→ Records provided
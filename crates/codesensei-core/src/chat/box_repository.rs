//! BoxChatRepository -- object-safe dynamic dispatch wrapper for ChatRepository.
//!
//! Same blanket-impl pattern as `BoxLlmProvider`:
//! 1. Define an object-safe `ChatRepositoryDyn` trait with boxed futures
//! 2. Blanket-impl `ChatRepositoryDyn` for all `T: ChatRepository`
//! 3. `BoxChatRepository` wraps `Box<dyn ChatRepositoryDyn>` and itself
//!    implements `ChatRepository`, so services stay generic.

use std::future::Future;
use std::pin::Pin;

use codesensei_types::chat::{ChatMessage, ChatSession, MessageRole};
use codesensei_types::error::RepositoryError;

use super::repository::ChatRepository;

type BoxFuture<'a, T> = Pin<Box<dyn Future<Output = T> + Send + 'a>>;

/// Object-safe version of [`ChatRepository`] with boxed futures.
pub trait ChatRepositoryDyn: Send + Sync {
    fn list_sessions_boxed<'a>(
        &'a self,
        uid: &'a str,
    ) -> BoxFuture<'a, Result<Vec<ChatSession>, RepositoryError>>;

    fn create_session_boxed<'a>(
        &'a self,
        uid: &'a str,
        key: Option<&'a str>,
        name: &'a str,
    ) -> BoxFuture<'a, Result<ChatSession, RepositoryError>>;

    fn delete_session_boxed<'a>(
        &'a self,
        uid: &'a str,
        session_id: &'a str,
    ) -> BoxFuture<'a, Result<(), RepositoryError>>;

    fn append_message_boxed<'a>(
        &'a self,
        uid: &'a str,
        session_id: &'a str,
        role: MessageRole,
        content: &'a str,
    ) -> BoxFuture<'a, Result<ChatMessage, RepositoryError>>;

    fn get_messages_boxed<'a>(
        &'a self,
        uid: &'a str,
        session_id: &'a str,
    ) -> BoxFuture<'a, Result<Vec<ChatMessage>, RepositoryError>>;

    fn recent_messages_boxed<'a>(
        &'a self,
        uid: &'a str,
        session_id: &'a str,
        limit: u32,
    ) -> BoxFuture<'a, Result<Vec<ChatMessage>, RepositoryError>>;
}

impl<T: ChatRepository> ChatRepositoryDyn for T {
    fn list_sessions_boxed<'a>(
        &'a self,
        uid: &'a str,
    ) -> BoxFuture<'a, Result<Vec<ChatSession>, RepositoryError>> {
        Box::pin(self.list_sessions(uid))
    }

    fn create_session_boxed<'a>(
        &'a self,
        uid: &'a str,
        key: Option<&'a str>,
        name: &'a str,
    ) -> BoxFuture<'a, Result<ChatSession, RepositoryError>> {
        Box::pin(self.create_session(uid, key, name))
    }

    fn delete_session_boxed<'a>(
        &'a self,
        uid: &'a str,
        session_id: &'a str,
    ) -> BoxFuture<'a, Result<(), RepositoryError>> {
        Box::pin(self.delete_session(uid, session_id))
    }

    fn append_message_boxed<'a>(
        &'a self,
        uid: &'a str,
        session_id: &'a str,
        role: MessageRole,
        content: &'a str,
    ) -> BoxFuture<'a, Result<ChatMessage, RepositoryError>> {
        Box::pin(self.append_message(uid, session_id, role, content))
    }

    fn get_messages_boxed<'a>(
        &'a self,
        uid: &'a str,
        session_id: &'a str,
    ) -> BoxFuture<'a, Result<Vec<ChatMessage>, RepositoryError>> {
        Box::pin(self.get_messages(uid, session_id))
    }

    fn recent_messages_boxed<'a>(
        &'a self,
        uid: &'a str,
        session_id: &'a str,
        limit: u32,
    ) -> BoxFuture<'a, Result<Vec<ChatMessage>, RepositoryError>> {
        Box::pin(self.recent_messages(uid, session_id, limit))
    }
}

/// Type-erased chat repository for runtime store selection.
///
/// Lets the application pick Firestore or SQLite from configuration while
/// `ChatService` keeps its static generic parameter.
pub struct BoxChatRepository {
    inner: Box<dyn ChatRepositoryDyn>,
}

impl BoxChatRepository {
    /// Wrap a concrete `ChatRepository` in a type-erased box.
    pub fn new<T: ChatRepository + 'static>(repo: T) -> Self {
        Self {
            inner: Box::new(repo),
        }
    }
}

impl ChatRepository for BoxChatRepository {
    async fn list_sessions(&self, uid: &str) -> Result<Vec<ChatSession>, RepositoryError> {
        self.inner.list_sessions_boxed(uid).await
    }

    async fn create_session(
        &self,
        uid: &str,
        key: Option<&str>,
        name: &str,
    ) -> Result<ChatSession, RepositoryError> {
        self.inner.create_session_boxed(uid, key, name).await
    }

    async fn delete_session(&self, uid: &str, session_id: &str) -> Result<(), RepositoryError> {
        self.inner.delete_session_boxed(uid, session_id).await
    }

    async fn append_message(
        &self,
        uid: &str,
        session_id: &str,
        role: MessageRole,
        content: &str,
    ) -> Result<ChatMessage, RepositoryError> {
        self.inner
            .append_message_boxed(uid, session_id, role, content)
            .await
    }

    async fn get_messages(
        &self,
        uid: &str,
        session_id: &str,
    ) -> Result<Vec<ChatMessage>, RepositoryError> {
        self.inner.get_messages_boxed(uid, session_id).await
    }

    async fn recent_messages(
        &self,
        uid: &str,
        session_id: &str,
        limit: u32,
    ) -> Result<Vec<ChatMessage>, RepositoryError> {
        self.inner
            .recent_messages_boxed(uid, session_id, limit)
            .await
    }
}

→ Work instructions
Report every line containing the string "Send" in the material.

→ Written response
type BoxFuture<'a, T> = Pin<Box<dyn Future<Output = T> + Send + 'a>>;
pub trait ChatRepositoryDyn: Send + Sync {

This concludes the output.